→ Task instructions
How many lines of the entries below contain the string "exists"? State the number alone.

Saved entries

────────

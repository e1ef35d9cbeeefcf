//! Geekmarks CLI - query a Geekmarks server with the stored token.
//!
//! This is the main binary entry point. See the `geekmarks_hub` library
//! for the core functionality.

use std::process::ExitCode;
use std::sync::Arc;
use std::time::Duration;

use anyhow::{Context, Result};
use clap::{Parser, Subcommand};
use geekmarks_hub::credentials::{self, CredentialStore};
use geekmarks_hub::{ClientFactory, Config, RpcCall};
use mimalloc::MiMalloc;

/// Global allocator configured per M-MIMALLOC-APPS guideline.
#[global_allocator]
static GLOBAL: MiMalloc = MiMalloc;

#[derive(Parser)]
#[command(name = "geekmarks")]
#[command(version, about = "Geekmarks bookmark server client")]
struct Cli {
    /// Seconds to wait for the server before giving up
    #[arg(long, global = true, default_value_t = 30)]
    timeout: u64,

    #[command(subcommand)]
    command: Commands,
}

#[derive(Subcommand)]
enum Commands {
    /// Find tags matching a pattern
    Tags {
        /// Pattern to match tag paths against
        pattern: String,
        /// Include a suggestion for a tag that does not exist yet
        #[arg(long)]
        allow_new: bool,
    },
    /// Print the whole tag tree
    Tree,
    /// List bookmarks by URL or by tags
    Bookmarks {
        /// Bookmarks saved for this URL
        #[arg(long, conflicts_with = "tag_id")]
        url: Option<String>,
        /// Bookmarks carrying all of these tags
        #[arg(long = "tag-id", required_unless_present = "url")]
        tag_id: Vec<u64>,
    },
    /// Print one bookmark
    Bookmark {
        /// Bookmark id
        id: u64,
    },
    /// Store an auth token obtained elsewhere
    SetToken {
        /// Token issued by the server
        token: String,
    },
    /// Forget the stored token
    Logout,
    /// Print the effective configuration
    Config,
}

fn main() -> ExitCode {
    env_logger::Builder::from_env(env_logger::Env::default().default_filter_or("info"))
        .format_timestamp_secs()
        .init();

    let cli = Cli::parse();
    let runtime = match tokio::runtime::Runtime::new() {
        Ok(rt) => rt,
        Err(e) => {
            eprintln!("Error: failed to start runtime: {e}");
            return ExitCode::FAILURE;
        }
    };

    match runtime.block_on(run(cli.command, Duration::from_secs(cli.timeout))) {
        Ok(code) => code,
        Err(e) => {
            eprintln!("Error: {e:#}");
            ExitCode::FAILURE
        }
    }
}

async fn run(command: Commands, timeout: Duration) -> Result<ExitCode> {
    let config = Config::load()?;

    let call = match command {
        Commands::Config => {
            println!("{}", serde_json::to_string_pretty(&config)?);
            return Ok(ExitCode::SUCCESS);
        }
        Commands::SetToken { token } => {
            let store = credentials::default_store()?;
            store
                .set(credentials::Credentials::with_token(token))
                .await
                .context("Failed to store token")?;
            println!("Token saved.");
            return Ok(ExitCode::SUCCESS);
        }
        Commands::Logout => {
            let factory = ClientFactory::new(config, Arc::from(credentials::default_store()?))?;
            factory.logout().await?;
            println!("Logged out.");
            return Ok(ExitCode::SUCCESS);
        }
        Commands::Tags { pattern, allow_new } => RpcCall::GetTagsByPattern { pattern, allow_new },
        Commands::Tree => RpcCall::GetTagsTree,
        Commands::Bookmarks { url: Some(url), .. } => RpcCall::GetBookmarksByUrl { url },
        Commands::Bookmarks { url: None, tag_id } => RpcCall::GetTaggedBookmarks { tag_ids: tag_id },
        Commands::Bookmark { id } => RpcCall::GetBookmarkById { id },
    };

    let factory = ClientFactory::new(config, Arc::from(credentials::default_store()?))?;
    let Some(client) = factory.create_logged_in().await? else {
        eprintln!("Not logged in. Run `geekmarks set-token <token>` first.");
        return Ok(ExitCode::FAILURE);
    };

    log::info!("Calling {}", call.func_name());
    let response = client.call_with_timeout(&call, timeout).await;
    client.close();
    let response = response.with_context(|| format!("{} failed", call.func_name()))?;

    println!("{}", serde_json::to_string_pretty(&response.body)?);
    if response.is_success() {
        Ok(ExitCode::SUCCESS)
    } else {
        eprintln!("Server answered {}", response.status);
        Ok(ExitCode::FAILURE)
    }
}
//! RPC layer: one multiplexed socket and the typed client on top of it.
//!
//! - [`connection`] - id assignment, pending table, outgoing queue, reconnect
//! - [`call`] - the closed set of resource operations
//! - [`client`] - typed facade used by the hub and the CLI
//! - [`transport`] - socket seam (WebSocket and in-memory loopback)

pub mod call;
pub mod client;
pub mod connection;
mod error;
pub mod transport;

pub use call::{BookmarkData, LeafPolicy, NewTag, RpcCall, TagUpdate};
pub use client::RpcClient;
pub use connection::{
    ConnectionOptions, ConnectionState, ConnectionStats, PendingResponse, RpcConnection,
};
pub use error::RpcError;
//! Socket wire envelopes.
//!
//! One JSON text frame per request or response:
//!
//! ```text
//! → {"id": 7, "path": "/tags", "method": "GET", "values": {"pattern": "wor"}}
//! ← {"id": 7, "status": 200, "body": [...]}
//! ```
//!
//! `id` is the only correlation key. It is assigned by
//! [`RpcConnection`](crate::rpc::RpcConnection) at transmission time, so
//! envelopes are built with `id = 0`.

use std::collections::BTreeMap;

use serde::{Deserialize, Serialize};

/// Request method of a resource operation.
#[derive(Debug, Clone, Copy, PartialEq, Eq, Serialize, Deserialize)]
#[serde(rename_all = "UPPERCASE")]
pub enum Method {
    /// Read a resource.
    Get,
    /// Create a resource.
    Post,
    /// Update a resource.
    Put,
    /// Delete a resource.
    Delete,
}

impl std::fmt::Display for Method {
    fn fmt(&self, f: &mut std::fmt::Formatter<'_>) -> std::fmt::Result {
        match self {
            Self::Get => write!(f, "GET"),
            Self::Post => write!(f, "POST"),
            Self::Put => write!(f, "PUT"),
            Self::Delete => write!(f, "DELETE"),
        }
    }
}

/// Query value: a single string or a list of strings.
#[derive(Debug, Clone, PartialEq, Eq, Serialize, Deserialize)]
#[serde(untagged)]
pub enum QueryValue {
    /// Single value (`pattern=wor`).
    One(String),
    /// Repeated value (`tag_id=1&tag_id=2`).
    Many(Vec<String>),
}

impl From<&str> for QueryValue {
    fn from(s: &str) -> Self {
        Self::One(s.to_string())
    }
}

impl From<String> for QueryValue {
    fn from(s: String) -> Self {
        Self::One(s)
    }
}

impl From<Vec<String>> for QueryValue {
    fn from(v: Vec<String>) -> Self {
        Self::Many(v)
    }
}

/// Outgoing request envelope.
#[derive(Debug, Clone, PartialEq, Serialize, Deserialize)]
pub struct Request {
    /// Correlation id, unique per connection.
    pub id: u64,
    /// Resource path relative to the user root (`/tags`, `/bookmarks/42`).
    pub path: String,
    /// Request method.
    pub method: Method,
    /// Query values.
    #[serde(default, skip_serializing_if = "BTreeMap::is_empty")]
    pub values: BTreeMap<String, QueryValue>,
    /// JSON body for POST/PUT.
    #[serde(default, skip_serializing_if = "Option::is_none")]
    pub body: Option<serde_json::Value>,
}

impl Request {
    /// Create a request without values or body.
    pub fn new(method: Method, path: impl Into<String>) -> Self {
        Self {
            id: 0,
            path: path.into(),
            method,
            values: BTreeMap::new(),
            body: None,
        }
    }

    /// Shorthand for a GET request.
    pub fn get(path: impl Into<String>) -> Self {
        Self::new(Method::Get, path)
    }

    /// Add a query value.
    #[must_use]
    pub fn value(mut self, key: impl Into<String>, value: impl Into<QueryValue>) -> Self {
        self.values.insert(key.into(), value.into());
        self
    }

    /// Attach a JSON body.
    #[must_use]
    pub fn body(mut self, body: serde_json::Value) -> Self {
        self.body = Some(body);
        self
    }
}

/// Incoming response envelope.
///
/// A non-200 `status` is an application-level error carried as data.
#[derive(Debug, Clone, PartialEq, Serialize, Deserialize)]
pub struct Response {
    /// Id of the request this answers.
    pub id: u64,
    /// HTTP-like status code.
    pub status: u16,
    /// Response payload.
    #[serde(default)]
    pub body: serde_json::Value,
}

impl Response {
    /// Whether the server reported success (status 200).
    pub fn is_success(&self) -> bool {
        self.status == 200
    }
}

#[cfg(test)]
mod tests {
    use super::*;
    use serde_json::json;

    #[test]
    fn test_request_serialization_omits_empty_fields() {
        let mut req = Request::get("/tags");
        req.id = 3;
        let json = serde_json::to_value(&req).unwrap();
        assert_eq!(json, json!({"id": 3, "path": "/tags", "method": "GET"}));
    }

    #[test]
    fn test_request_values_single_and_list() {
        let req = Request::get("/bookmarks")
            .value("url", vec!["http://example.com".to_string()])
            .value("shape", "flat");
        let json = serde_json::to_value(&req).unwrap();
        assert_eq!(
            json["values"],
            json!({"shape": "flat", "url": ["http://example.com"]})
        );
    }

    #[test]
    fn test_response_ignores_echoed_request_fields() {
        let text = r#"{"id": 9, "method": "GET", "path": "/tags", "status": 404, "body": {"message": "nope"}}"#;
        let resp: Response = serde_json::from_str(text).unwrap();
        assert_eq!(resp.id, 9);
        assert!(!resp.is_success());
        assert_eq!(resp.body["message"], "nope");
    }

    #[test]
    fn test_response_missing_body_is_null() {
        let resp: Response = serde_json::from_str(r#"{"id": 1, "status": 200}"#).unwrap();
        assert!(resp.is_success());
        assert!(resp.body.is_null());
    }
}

────────

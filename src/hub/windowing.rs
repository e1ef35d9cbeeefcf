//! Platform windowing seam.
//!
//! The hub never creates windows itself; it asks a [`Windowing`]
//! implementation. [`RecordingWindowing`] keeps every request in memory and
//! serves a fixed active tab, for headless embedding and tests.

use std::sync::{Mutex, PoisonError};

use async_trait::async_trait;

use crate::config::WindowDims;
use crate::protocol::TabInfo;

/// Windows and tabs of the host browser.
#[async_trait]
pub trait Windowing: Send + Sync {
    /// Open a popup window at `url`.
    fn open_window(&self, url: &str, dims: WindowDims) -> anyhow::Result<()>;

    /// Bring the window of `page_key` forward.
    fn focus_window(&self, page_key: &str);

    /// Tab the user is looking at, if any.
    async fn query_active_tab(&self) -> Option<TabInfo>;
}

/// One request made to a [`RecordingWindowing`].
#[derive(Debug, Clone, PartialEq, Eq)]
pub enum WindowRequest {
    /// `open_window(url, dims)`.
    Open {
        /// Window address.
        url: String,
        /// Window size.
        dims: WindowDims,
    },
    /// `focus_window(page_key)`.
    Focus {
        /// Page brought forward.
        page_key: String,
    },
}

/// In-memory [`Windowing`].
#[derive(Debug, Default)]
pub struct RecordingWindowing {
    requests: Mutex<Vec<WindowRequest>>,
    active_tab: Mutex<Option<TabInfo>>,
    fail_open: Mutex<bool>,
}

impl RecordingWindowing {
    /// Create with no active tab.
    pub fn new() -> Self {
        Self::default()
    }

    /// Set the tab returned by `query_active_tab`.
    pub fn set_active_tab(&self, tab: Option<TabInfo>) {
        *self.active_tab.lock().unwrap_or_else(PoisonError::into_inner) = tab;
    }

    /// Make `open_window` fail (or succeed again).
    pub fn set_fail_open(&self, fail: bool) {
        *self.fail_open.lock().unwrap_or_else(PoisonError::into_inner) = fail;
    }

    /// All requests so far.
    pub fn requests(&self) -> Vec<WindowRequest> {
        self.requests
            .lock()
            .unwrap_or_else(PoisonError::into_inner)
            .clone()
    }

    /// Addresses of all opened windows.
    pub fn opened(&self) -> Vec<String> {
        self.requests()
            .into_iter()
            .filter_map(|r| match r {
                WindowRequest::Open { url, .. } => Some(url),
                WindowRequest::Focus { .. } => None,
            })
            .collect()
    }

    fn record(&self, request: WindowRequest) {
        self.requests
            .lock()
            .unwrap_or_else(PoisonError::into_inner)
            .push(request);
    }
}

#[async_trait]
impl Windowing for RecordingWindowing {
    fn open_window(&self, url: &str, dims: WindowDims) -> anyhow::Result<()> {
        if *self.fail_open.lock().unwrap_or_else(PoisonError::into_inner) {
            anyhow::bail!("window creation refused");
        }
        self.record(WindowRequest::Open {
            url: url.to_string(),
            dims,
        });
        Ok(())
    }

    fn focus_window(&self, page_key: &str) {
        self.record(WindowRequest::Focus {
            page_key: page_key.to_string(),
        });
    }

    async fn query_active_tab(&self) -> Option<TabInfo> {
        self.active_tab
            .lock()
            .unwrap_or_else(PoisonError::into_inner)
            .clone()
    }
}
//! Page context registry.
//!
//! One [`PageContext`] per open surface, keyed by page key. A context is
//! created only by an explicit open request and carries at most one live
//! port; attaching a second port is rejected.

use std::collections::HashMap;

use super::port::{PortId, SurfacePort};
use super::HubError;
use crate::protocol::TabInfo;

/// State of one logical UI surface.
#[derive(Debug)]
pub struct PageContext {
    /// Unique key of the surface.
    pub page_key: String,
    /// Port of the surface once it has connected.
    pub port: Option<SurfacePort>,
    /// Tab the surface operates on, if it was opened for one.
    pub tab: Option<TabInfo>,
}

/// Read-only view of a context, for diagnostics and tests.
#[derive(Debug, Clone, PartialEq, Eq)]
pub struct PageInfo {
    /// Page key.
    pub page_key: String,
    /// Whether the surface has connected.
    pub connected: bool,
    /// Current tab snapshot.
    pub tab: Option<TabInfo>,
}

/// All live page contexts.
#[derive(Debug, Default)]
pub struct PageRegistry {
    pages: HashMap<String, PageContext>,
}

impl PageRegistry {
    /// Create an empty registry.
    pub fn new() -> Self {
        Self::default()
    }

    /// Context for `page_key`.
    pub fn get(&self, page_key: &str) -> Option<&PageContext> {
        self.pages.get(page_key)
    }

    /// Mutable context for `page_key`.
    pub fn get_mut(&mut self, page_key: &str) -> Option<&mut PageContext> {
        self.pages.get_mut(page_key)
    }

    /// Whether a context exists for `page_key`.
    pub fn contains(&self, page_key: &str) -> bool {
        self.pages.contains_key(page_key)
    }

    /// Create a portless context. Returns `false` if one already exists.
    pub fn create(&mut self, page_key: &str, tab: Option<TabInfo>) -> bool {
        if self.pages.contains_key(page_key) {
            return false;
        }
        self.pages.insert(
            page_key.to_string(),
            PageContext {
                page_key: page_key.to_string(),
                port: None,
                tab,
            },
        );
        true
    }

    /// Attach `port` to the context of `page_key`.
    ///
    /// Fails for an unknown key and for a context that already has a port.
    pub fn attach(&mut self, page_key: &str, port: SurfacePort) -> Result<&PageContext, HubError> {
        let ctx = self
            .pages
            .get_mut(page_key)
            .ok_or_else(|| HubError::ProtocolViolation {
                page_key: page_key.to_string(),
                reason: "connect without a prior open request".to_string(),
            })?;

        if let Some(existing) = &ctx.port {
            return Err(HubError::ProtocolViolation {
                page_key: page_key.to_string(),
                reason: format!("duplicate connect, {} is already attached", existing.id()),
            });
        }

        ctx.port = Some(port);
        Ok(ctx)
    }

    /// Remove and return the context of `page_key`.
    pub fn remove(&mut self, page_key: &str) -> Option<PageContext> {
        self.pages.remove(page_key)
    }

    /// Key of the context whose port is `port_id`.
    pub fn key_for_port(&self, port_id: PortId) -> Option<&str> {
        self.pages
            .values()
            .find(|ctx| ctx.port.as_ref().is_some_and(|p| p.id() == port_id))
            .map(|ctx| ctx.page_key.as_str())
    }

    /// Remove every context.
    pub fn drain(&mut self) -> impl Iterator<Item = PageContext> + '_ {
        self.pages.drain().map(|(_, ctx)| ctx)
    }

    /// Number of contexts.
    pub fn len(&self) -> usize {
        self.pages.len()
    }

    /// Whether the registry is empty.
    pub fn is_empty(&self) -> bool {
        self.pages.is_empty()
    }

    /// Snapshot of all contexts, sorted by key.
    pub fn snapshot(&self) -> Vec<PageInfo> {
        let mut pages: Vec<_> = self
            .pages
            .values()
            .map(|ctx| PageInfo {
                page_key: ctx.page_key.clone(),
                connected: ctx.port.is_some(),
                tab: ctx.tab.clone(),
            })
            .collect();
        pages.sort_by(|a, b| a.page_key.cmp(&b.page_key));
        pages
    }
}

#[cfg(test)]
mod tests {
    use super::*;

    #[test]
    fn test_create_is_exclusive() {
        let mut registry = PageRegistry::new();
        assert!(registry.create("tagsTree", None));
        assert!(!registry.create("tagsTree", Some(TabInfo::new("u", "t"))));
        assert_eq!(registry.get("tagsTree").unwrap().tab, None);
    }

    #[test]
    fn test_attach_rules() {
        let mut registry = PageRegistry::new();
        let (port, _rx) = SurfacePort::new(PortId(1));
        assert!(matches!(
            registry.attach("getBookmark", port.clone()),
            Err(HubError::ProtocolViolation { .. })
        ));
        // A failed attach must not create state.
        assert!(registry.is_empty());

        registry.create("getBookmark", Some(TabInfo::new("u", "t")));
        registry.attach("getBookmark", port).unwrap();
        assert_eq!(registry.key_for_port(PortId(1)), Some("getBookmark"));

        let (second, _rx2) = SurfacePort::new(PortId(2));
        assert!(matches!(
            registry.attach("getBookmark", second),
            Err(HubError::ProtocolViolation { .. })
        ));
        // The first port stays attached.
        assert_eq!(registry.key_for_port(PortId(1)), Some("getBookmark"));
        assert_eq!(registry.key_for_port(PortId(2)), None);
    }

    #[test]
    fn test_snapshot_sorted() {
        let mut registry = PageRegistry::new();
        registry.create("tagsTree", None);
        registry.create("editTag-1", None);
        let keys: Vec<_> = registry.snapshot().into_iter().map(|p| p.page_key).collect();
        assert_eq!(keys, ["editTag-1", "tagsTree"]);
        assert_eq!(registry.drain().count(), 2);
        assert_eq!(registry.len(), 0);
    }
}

────────

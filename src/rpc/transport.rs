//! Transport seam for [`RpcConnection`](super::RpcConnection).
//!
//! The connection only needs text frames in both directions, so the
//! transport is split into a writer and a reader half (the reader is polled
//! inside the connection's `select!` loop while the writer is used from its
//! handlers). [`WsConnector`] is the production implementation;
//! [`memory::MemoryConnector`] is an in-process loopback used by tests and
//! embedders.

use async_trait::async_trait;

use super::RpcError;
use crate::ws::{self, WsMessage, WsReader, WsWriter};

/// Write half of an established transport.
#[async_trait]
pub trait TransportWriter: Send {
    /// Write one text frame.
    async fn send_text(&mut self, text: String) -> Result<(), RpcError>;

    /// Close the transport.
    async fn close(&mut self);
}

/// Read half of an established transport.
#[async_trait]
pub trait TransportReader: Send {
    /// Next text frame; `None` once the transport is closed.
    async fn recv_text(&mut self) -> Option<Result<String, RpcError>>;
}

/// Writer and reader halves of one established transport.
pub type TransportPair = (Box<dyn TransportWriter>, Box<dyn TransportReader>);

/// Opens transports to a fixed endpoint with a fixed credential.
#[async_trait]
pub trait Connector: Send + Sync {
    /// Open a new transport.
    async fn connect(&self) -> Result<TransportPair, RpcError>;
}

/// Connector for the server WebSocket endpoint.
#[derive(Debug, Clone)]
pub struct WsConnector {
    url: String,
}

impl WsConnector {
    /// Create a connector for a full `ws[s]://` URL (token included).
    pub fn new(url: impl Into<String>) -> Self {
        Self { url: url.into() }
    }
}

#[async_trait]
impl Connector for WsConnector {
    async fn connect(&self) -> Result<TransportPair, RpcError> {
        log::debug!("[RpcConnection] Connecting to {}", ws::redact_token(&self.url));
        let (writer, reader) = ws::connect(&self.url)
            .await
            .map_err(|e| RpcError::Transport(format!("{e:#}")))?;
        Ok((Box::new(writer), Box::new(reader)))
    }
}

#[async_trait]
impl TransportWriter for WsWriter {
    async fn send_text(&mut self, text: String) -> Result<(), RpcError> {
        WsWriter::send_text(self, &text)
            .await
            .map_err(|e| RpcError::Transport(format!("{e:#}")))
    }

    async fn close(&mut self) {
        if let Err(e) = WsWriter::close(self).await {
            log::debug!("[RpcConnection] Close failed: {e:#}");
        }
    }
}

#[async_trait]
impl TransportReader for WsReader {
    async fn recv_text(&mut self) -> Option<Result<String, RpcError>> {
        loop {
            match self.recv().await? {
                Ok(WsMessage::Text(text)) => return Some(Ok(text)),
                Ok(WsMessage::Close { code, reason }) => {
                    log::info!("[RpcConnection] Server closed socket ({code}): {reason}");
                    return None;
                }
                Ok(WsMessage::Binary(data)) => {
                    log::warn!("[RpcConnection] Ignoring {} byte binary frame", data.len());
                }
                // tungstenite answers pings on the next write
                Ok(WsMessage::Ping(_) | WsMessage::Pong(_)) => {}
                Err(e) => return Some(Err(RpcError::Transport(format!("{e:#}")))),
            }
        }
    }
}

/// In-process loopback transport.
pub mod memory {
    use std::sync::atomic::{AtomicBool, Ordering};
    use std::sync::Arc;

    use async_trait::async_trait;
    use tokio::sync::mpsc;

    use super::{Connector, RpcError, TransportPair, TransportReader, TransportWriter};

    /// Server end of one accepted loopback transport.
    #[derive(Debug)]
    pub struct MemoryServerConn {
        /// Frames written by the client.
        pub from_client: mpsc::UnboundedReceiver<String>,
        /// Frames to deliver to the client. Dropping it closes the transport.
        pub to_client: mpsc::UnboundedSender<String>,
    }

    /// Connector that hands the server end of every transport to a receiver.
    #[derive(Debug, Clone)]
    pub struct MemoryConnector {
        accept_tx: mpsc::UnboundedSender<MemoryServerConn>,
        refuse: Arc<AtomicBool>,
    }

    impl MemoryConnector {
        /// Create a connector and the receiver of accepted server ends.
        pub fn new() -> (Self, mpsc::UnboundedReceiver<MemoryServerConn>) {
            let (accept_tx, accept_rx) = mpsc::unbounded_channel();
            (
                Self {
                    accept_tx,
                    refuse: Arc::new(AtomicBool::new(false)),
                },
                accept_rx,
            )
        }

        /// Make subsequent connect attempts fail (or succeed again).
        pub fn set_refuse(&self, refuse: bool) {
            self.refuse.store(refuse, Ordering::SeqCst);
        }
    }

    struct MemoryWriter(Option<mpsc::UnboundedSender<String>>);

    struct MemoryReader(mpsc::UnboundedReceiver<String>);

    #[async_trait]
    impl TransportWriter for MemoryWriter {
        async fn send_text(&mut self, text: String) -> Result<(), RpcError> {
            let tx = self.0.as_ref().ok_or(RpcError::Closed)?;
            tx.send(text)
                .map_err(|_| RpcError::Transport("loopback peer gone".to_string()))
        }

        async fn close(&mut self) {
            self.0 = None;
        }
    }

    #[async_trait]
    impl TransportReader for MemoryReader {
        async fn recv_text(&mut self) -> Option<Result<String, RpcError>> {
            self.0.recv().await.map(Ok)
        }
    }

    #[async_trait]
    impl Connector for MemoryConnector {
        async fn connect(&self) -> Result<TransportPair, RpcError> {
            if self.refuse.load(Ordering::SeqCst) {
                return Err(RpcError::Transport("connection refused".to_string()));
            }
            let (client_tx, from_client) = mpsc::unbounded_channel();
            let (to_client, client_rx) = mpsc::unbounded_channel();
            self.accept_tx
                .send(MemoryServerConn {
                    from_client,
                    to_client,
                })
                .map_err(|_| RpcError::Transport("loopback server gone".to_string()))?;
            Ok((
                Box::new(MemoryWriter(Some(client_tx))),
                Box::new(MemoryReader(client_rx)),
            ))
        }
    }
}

────────

→ Answer section
2